According to the CDC, up to 80% of Americans have an omega-3 nutrient gap and deficiency in the essential omega-3 fatty acid DHA. In addition, veganism in the United States has increased 6X since 2014.[i] Traditional fish-oil-derived omega-3 supplements lack clinically relevant levels of SPMs and are not a suitable option for a growing portion of the population following a vegan lifestyle.

In accordance with Vital Nutrients’ commitment to clean supplements, Ultra Pure® Vegan Omega SPM+ is free of gluten, dairy, soy, peanut, tree nut, fish and egg, and contains no artificial flavours, or colours, sweeteners, coatings or binders.

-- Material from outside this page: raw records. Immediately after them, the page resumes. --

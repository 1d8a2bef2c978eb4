//! Speech-to-text over an OpenAI-compatible transcription API.

use std::path::Path;
use std::time::Duration;

use async_trait::async_trait;
use tracing::debug;

use vozqa_core::config::TranscriptionConfig;
use vozqa_core::error::TranscriptionError;

use crate::gate::ConcurrencyGate;
use crate::wav::read_wav_info;
use crate::Transcriber;

const DEFAULT_MODEL: &str = "whisper-large-v3-turbo";

/// Get the transcription API URL for a given config.
pub fn provider_url(config: &TranscriptionConfig) -> String {
    if let Some(url) = &config.base_url {
        return url.trim_end_matches('/').to_string();
    }
    match config.provider.as_str() {
        "openai" => "https://api.openai.com/v1/audio/transcriptions".into(),
        _ => "https://api.groq.com/openai/v1/audio/transcriptions".into(),
    }
}

pub struct WhisperApiTranscriber {
    url: String,
    model: String,
    api_key: Option<String>,
    language: Option<String>,
    client: reqwest::Client,
    gate: ConcurrencyGate,
}

impl WhisperApiTranscriber {
    /// Build the adapter. The API key is resolved here, once.
    pub fn from_config(config: &TranscriptionConfig) -> anyhow::Result<Self> {
        let client = reqwest::Client::builder()
            .timeout(Duration::from_secs(config.timeout_secs))
            .build()?;

        Ok(Self {
            url: provider_url(config),
            model: config.model.clone().unwrap_or_else(|| DEFAULT_MODEL.into()),
            api_key: config.resolve_api_key(),
            language: config.language.clone(),
            client,
            gate: ConcurrencyGate::new(config.max_concurrent),
        })
    }

    pub fn url(&self) -> &str {
        &self.url
    }

    async fn send(&self, wav: Vec<u8>) -> Result<String, TranscriptionError> {
        let part = reqwest::multipart::Part::bytes(wav)
            .file_name("audio.wav")
            .mime_str("audio/wav")
            .map_err(|e| TranscriptionError::Transport(e.without_url().to_string()))?;

        let mut form = reqwest::multipart::Form::new()
            .text("model", self.model.clone())
            .text("response_format", "text")
            .part("file", part);
        if let Some(language) = &self.language {
            form = form.text("language", language.clone());
        }

        let mut request = self.client.post(&self.url).multipart(form);
        if let Some(key) = &self.api_key {
            request = request.bearer_auth(key);
        }

        let resp = request
            .send()
            .await
            .map_err(|e| TranscriptionError::Transport(e.without_url().to_string()))?;

        if !resp.status().is_success() {
            let status = resp.status().as_u16();
            let body = resp.text().await.unwrap_or_default();
            return Err(TranscriptionError::Backend { status, body });
        }

        resp.text()
            .await
            .map_err(|e| TranscriptionError::Transport(e.without_url().to_string()))
    }
}

#[async_trait]
impl Transcriber for WhisperApiTranscriber {
    fn id(&self) -> &str {
        "whisper-api"
    }

    async fn transcribe(&self, path: &Path) -> Result<String, TranscriptionError> {
        let wav = tokio::fs::read(path)
            .await
            .map_err(TranscriptionError::Read)?;

        let info = read_wav_info(&wav).map_err(|e| TranscriptionError::Decode(e.to_string()))?;
        if info.frames == 0 {
            return Err(TranscriptionError::EmptyAudio);
        }

        debug!(
            url = %self.url,
            model = %self.model,
            sample_rate = info.sample_rate,
            channels = info.channels,
            duration_secs = info.duration_secs(),
            "Sending audio for transcription"
        );

        let text = self.gate.run(self.send(wav)).await?;
        let text = text.trim();
        if text.is_empty() {
            return Err(TranscriptionError::EmptyTranscript);
        }
        Ok(text.to_string())
    }
}
//! The audio question-answer pipeline.
//!
//! Each request walks the same linear path:
//! `ReceivingUpload -> Transcribing -> Generating -> Synthesizing -> Responding`.
//! The first failing stage ends the run; there is no partial recovery.

use std::fmt;
use std::future::Future;
use std::sync::Arc;
use std::time::Instant;

use axum::body::Bytes;
use tempfile::TempPath;
use tracing::{debug, info, info_span, warn, Instrument};
use uuid::Uuid;

use vozqa_core::error::{PipelineError, SynthesisError};
use vozqa_core::OUTPUT_SAMPLE_RATE;
use vozqa_media::{SynthesizedAudio, Synthesizer, Transcriber};
use vozqa_providers::AnswerGenerator;

/// Where a request currently is in the pipeline.
#[derive(Debug, Clone, Copy, PartialEq, Eq)]
pub enum PipelineStage {
    ReceivingUpload,
    Transcribing,
    Generating,
    Synthesizing,
    Responding,
}

impl PipelineStage {
    pub fn as_str(self) -> &'static str {
        match self {
            Self::ReceivingUpload => "receiving_upload",
            Self::Transcribing => "transcribing",
            Self::Generating => "generating",
            Self::Synthesizing => "synthesizing",
            Self::Responding => "responding",
        }
    }
}

impl fmt::Display for PipelineStage {
    fn fmt(&self, f: &mut fmt::Formatter<'_>) -> fmt::Result {
        f.write_str(self.as_str())
    }
}

/// Result of a successful run.
#[derive(Debug)]
pub struct PipelineOutput {
    pub transcript: String,
    pub answer: String,
    pub audio: SynthesizedAudio,
}

/// STT -> answer generation -> TTS over shared adapter handles.
#[derive(Clone)]
pub struct AudioPipeline {
    transcriber: Arc<dyn Transcriber>,
    generator: Arc<dyn AnswerGenerator>,
    synthesizer: Arc<dyn Synthesizer>,
}

impl AudioPipeline {
    pub fn new(
        transcriber: Arc<dyn Transcriber>,
        generator: Arc<dyn AnswerGenerator>,
        synthesizer: Arc<dyn Synthesizer>,
    ) -> Self {
        Self {
            transcriber,
            generator,
            synthesizer,
        }
    }

    /// Run one uploaded WAV through the whole chain.
    ///
    /// The input is staged in a temporary file that is removed once
    /// transcription returns. The output file lives as long as the returned
    /// [`SynthesizedAudio`].
    pub async fn process(&self, upload: Bytes) -> Result<PipelineOutput, PipelineError> {
        let request_id = Uuid::new_v4();
        let started = Instant::now();
        let span = info_span!("pipeline", %request_id);

        let result = self.run(upload).instrument(span.clone()).await;
        let _guard = span.enter();

        match &result {
            Ok(output) => {
                #[cfg(feature = "metrics")]
                crate::metrics::record_request("ok");
                info!(
                    elapsed_ms = started.elapsed().as_millis() as u64,
                    transcript_len = output.transcript.len(),
                    answer_len = output.answer.len(),
                    duration_secs = output.audio.duration_secs(),
                    "Pipeline completed"
                );
            }
            Err(e) => {
                #[cfg(feature = "metrics")]
                {
                    crate::metrics::record_request("error");
                    crate::metrics::record_error(e.kind());
                }
                warn!(
                    elapsed_ms = started.elapsed().as_millis() as u64,
                    kind = e.kind(),
                    error = %e,
                    "Pipeline failed"
                );
            }
        }

        result
    }

    async fn run(&self, upload: Bytes) -> Result<PipelineOutput, PipelineError> {
        let input = timed(PipelineStage::ReceivingUpload, stage_upload(&upload)).await?;
        drop(upload);

        let transcript = timed(
            PipelineStage::Transcribing,
            self.transcriber.transcribe(&input),
        )
        .await;
        drop(input);
        let transcript = transcript?;
        debug!(transcriber = self.transcriber.id(), %transcript, "Transcript ready");

        let answer = timed(PipelineStage::Generating, self.generator.generate(&transcript)).await?;
        debug!(generator = self.generator.id(), %answer, "Answer ready");

        let audio = timed(PipelineStage::Synthesizing, self.synthesizer.synthesize(&answer)).await?;
        verify_output(&audio)?;

        Ok(PipelineOutput {
            transcript,
            answer,
            audio,
        })
    }
}

/// Run one stage inside its own span and record its duration.
pub(crate) async fn timed<T, E, F>(stage: PipelineStage, fut: F) -> Result<T, PipelineError>
where
    F: Future<Output = Result<T, E>>,
    E: Into<PipelineError>,
{
    let started = Instant::now();
    let result = fut
        .instrument(info_span!("stage", stage = stage.as_str()))
        .await
        .map_err(Into::into);

    let elapsed = started.elapsed().as_secs_f64();
    #[cfg(feature = "metrics")]
    crate::metrics::record_stage(stage.as_str(), elapsed);
    debug!(%stage, elapsed_secs = elapsed, ok = result.is_ok(), "Stage finished");

    result
}

/// Write the upload to a fresh temporary `.wav` file.
async fn stage_upload(upload: &[u8]) -> Result<TempPath, PipelineError> {
    if upload.is_empty() {
        return Err(PipelineError::InvalidUpload("uploaded file is empty".into()));
    }

    let path = tempfile::Builder::new()
        .prefix("vozqa-upload-")
        .suffix(".wav")
        .tempfile()
        .map_err(PipelineError::Storage)?
        .into_temp_path();
    tokio::fs::write(&path, upload)
        .await
        .map_err(PipelineError::Storage)?;

    Ok(path)
}

/// A reply is only sent if it is non-empty audio at the fixed output rate.
fn verify_output(audio: &SynthesizedAudio) -> Result<(), SynthesisError> {
    if audio.sample_rate != OUTPUT_SAMPLE_RATE {
        return Err(SynthesisError::InvalidAudio(format!(
            "synthesized audio is {} Hz, expected {OUTPUT_SAMPLE_RATE} Hz",
            audio.sample_rate
        )));
    }
    if audio.frames == 0 {
        return Err(SynthesisError::InvalidAudio(
            "synthesized audio has no frames".into(),
        ));
    }
    Ok(())
}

The product is non-GMO and free of heavy metals, solvents and pesticides.

Each ingredient in the formula has been hand-selected to provide unique benefits, resulting in a balanced, well-rounded combination of scientifically validated ingredients including:

0.1% DHA/DPA-derived SPMs

Activation and support of healthy immune system responses*
SPMs specific to DHA and DPA offer more precise activation*
390 MG DHA

Supports healthy immune system responses and cardiovascular health maintenance*
Supports Central Nervous System function and healthy cognitive performance*
75 MG DPA[ii] [iii]

Structurally similar to DHA and EPA, the inclusion of DPA provides a full-spectrum omega profile
Provides enhanced support for healthy platelet activity, lipid metabolism and cardiovascular system health*
Can be retro-converted to DHA and EPA
1 MG ASTAXANTHIN

High antioxidant characteristics help protect the delicate omega-3 oils within each softgel
Ultra Pure® Vegan Omega SPM+ is the latest vegan-friendly innovation from Vital Nutrients. More than 70% of Vital Nutrients’ complete line of clean nutritional supplements is vegan-friendly, including new Vegan Pancreatic Enzymes, formulated to promote complete digestion across a broader pH range than animal enzymes.